Stricken farmers stare ruin in the face

OWN CORRESPONDENT, Pietermaritzburg | Tuesday

FARMERS in the KwaZulu Natal Midlands face financial ruin if government officials go ahead with a plan to slaughter all livestock in a bid to contain an outbreak of foot-and-mouth disease which threatens to devastate the South African agricultural industry.

The prospect of a pre-emptive slaughtering campaign – and resulting financial disaster – is causing sleepless nights for farmers within a five kilometre radius of the two affected farms in Camperdown where the highly infectious disease has been diagnosed.

“It’s going to wipe us out,” said one farmers’ wife. “We’ve got 200 head of prize-winning cattle and what will the government do for us if they’re slaughtered?

“I bet we’ll be paid the very bottom price they can find,” she said, struggling to hold back her tears. “It’s our lives and expertise in that herd.”

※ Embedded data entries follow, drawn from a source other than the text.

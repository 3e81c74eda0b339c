//! End-to-end saga tests: a payment coordinator wired to a real booking
//! coordinator through in-process bridges instead of HTTP.

use std::sync::Arc;

use async_trait::async_trait;
use booking::{
    BookingCoordinator, BookingStatus, BookingStore, CreateBooking, Event, InMemoryBookingStore,
    InventoryItem,
};
use chrono::{Duration, Utc};
use common::{BookingId, Money, UserId};
use futures_util::future::join_all;
use messaging::{BookingNotification, InMemoryPublisher, PaymentNotification, PublishError, Publisher};
use payment::{
    BookingDirectory, BookingSnapshot, CreatePayment, InMemoryPaymentStore, PaymentCoordinator,
    PaymentError, PaymentMethod, PaymentStatus, PaymentStore,
};

type Bookings = BookingCoordinator<InMemoryBookingStore, InMemoryPublisher<BookingNotification>>;
type Payments = PaymentCoordinator<InMemoryPaymentStore, BookingBridge, BookingBridge>;

/// Stands in for the booking service's HTTP surface.
#[derive(Clone)]
struct BookingBridge {
    bookings: Arc<Bookings>,
}

#[async_trait]
impl Publisher<PaymentNotification> for BookingBridge {
    async fn publish(&self, message: PaymentNotification) -> Result<(), PublishError> {
        self.bookings
            .handle_payment_notification(message.event.as_str(), message.booking_id)
            .await
            .map(|_| ())
            .map_err(|e| PublishError::Status {
                status: 400,
                body: e.to_string(),
            })
    }
}

#[async_trait]
impl BookingDirectory for BookingBridge {
    async fn get_booking(&self, booking_id: BookingId) -> payment::Result<BookingSnapshot> {
        let booking = self
            .bookings
            .get_booking(booking_id)
            .await
            .map_err(|e| PaymentError::BookingNotFound {
                booking_id,
                reason: e.to_string(),
            })?;

        Ok(BookingSnapshot {
            id: booking.id,
            user_id: booking.user_id,
            event_id: booking.event_id,
            ticket_id: booking.ticket_id,
            quantity: booking.quantity,
            total_amount: booking.total_amount,
            status: booking.status.to_string(),
            expires_at: booking.expires_at,
        })
    }
}

struct TestHarness {
    bookings: Arc<Bookings>,
    booking_outbox: InMemoryPublisher<BookingNotification>,
    payments: Arc<Payments>,
    payment_store: InMemoryPaymentStore,
    event: Event,
    item: InventoryItem,
}

impl TestHarness {
    async fn new(price: i64, quota: u32) -> Self {
        let store = InMemoryBookingStore::new();
        let event = Event::new("Jazz Festival", "Three days of jazz", Utc::now());
        store.insert_event(&event).await.unwrap();
        let item = InventoryItem::new(event.id, "VIP", Money::from_major(price), quota);
        store.insert_ticket(&item).await.unwrap();

        let booking_outbox = InMemoryPublisher::new();
        let bookings = Arc::new(BookingCoordinator::new(store, booking_outbox.clone()));

        let bridge = BookingBridge {
            bookings: Arc::clone(&bookings),
        };
        let payment_store = InMemoryPaymentStore::new();
        let payments = Arc::new(PaymentCoordinator::new(
            payment_store.clone(),
            bridge.clone(),
            bridge,
        ));

        Self {
            bookings,
            booking_outbox,
            payments,
            payment_store,
            event,
            item,
        }
    }

    async fn book(&self, quantity: u32) -> booking::Booking {
        self.bookings
            .create_booking(CreateBooking::new(
                UserId::new(),
                self.event.id,
                self.item.id,
                quantity,
            ))
            .await
            .unwrap()
    }

    async fn pay(&self, booking_id: BookingId) -> payment::Payment {
        self.payments
            .create_payment(CreatePayment::new(
                booking_id,
                Money::from_major(150),
                PaymentMethod::VirtualAccount,
            ))
            .await
            .unwrap()
    }

    async fn quota(&self) -> u32 {
        self.bookings.get_ticket(self.item.id).await.unwrap().quota
    }

    /// Delivers everything the booking service published to the payment service.
    async fn flush_booking_outbox(&self, already_delivered: usize) {
        for message in self
            .booking_outbox
            .sent()
            .await
            .into_iter()
            .skip(already_delivered)
        {
            self.payments
                .handle_booking_notification(message.event.as_str(), message.booking_id)
                .await
                .unwrap();
        }
    }
}

#[tokio::test]
async fn test_paid_payment_confirms_booking() {
    let h = TestHarness::new(75, 10).await;
    let booking = h.book(2).await;
    let payment = h.pay(booking.id).await;
    assert_eq!(payment.expires_at, booking.expires_at);

    let paid = h
        .payments
        .handle_gateway_webhook(payment.id, PaymentStatus::Paid)
        .await
        .unwrap();

    assert_eq!(paid.status, PaymentStatus::Paid);
    assert!(paid.paid_at.is_some());
    let booking = h.bookings.get_booking(booking.id).await.unwrap();
    assert_eq!(booking.status, BookingStatus::Confirmed);
    assert_eq!(h.quota().await, 8);
}

#[tokio::test]
async fn test_failed_payment_cancels_booking_and_releases() {
    let h = TestHarness::new(75, 10).await;
    let booking = h.book(4).await;
    let payment = h.pay(booking.id).await;
    assert_eq!(h.quota().await, 6);

    h.payments
        .handle_gateway_webhook(payment.id, PaymentStatus::Failed)
        .await
        .unwrap();

    let booking = h.bookings.get_booking(booking.id).await.unwrap();
    assert_eq!(booking.status, BookingStatus::Cancelled);
    assert_eq!(h.quota().await, 10);
}

#[tokio::test]
async fn test_second_payment_for_booking_already_exists() {
    let h = TestHarness::new(75, 10).await;
    let booking = h.book(1).await;
    h.pay(booking.id).await;

    let second = h
        .payments
        .create_payment(CreatePayment::new(
            booking.id,
            Money::from_major(75),
            PaymentMethod::EWallet,
        ))
        .await;

    assert!(matches!(second, Err(PaymentError::AlreadyExists(_))));
    assert_eq!(h.payment_store.len().await, 1);
}

#[tokio::test(flavor = "multi_thread", worker_threads = 4)]
async fn test_concurrent_payment_creation_yields_one_row() {
    let h = TestHarness::new(75, 10).await;
    let booking = h.book(1).await;

    let tasks: Vec<_> = (0..8)
        .map(|_| {
            let payments = Arc::clone(&h.payments);
            let cmd = CreatePayment::new(booking.id, Money::from_major(75), PaymentMethod::Qris);
            tokio::spawn(async move { payments.create_payment(cmd).await })
        })
        .collect();

    let results: Vec<_> = join_all(tasks)
        .await
        .into_iter()
        .map(|r| r.unwrap())
        .collect();

    assert_eq!(results.iter().filter(|r| r.is_ok()).count(), 1);
    assert!(
        results
            .iter()
            .filter(|r| r.is_err())
            .all(|r| matches!(r, Err(PaymentError::AlreadyExists(_))))
    );
    assert_eq!(h.payment_store.len().await, 1);
}

#[tokio::test]
async fn test_payment_for_unknown_booking() {
    let h = TestHarness::new(75, 10).await;

    let result = h
        .payments
        .create_payment(CreatePayment::new(
            BookingId::new(),
            Money::from_major(75),
            PaymentMethod::Qris,
        ))
        .await;

    assert!(matches!(result, Err(PaymentError::BookingNotFound { .. })));
}

#[tokio::test]
async fn test_expired_hold_expires_open_payment() {
    let h = TestHarness::new(75, 10).await;
    let booking = h.book(3).await;
    let payment = h.pay(booking.id).await;

    let report = h
        .bookings
        .expire_overdue(Utc::now() + Duration::minutes(16))
        .await
        .unwrap();
    assert_eq!(report.expired, vec![booking.id]);
    h.flush_booking_outbox(0).await;

    let payment = h.payments.get_payment(payment.id).await.unwrap();
    assert_eq!(payment.status, PaymentStatus::Expired);
    assert_eq!(h.quota().await, 10);

    let late = h
        .payments
        .handle_gateway_webhook(payment.id, PaymentStatus::Paid)
        .await;
    assert!(matches!(late, Err(PaymentError::NotPending { .. })));
}

#[tokio::test]
async fn test_late_payment_after_expiry_is_reported_upstream() {
    let h = TestHarness::new(75, 10).await;
    let booking = h.book(2).await;
    let payment = h.pay(booking.id).await;

    // Hold lapses but the booking.expired message never reaches the payment service.
    h.bookings
        .expire_overdue(Utc::now() + Duration::minutes(16))
        .await
        .unwrap();

    let result = h
        .payments
        .handle_gateway_webhook(payment.id, PaymentStatus::Paid)
        .await;

    assert!(matches!(result, Err(PaymentError::Notification(_))));
    let stored = h.payment_store.get(payment.id).await.unwrap().unwrap();
    assert_eq!(stored.status, PaymentStatus::Paid);
    let booking = h.bookings.get_booking(booking.id).await.unwrap();
    assert_eq!(booking.status, BookingStatus::Cancelled);
    assert_eq!(h.quota().await, 10);
}

#[tokio::test]
async fn test_manual_cancel_expires_payment() {
    let h = TestHarness::new(75, 10).await;
    let booking = h.book(1).await;
    let payment = h.pay(booking.id).await;

    h.bookings
        .change_booking_status(booking.id, BookingStatus::Cancelled)
        .await
        .unwrap();
    h.flush_booking_outbox(0).await;

    let payment = h.payments.get_payment(payment.id).await.unwrap();
    assert_eq!(payment.status, PaymentStatus::Expired);
}

#[tokio::test]
async fn test_duplicate_gateway_webhook_does_not_reach_booking_twice() {
    let h = TestHarness::new(75, 10).await;
    let booking = h.book(2).await;
    let payment = h.pay(booking.id).await;

    h.payments
        .handle_gateway_webhook(payment.id, PaymentStatus::Paid)
        .await
        .unwrap();
    let duplicate = h
        .payments
        .handle_gateway_webhook(payment.id, PaymentStatus::Paid)
        .await;

    assert!(matches!(duplicate, Err(PaymentError::NotPending { .. })));
    let booking = h.bookings.get_booking(booking.id).await.unwrap();
    assert_eq!(booking.status, BookingStatus::Confirmed);
    assert_eq!(h.quota().await, 8);
}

KwaZulu-Natal Director of Veterinary Services, Dr Brian Weaver, offered a ray of hope for the worried farmers, saying that all tests since last week have been negative.

“All we can do now is wait and hope for the next three weeks until we can test again,” he said.

More than 700 pigs and 50 cattle have already been slaughtered on the pig farm in Camperdown where the disease first broke out last week, prompting officials to impose a total prohibition on the movement of livestock in a 10km zone around the farm.

Officials were hopeful the outbreak had been contained, but on Friday a cow on an adjacent farm tested positive for the disease, which is believed to have been carried in pig feed from a ship in Durban harbour. It was possibly imported from India, Thailand or the Middle East, where this strain of the disease is prevalent.

The police’s elite Scorpions crime unit has joined customs and excise officials, as well as the animal feed dealer who first purchased the contaminated pig swill, in a bid to track down the whereabouts of the ship which carried the disease to South Africa.

The outbreak of the trade-sensitive disease threatens the country’s meat industry, and at least six countries have already banned livestock and animal products from South Africa.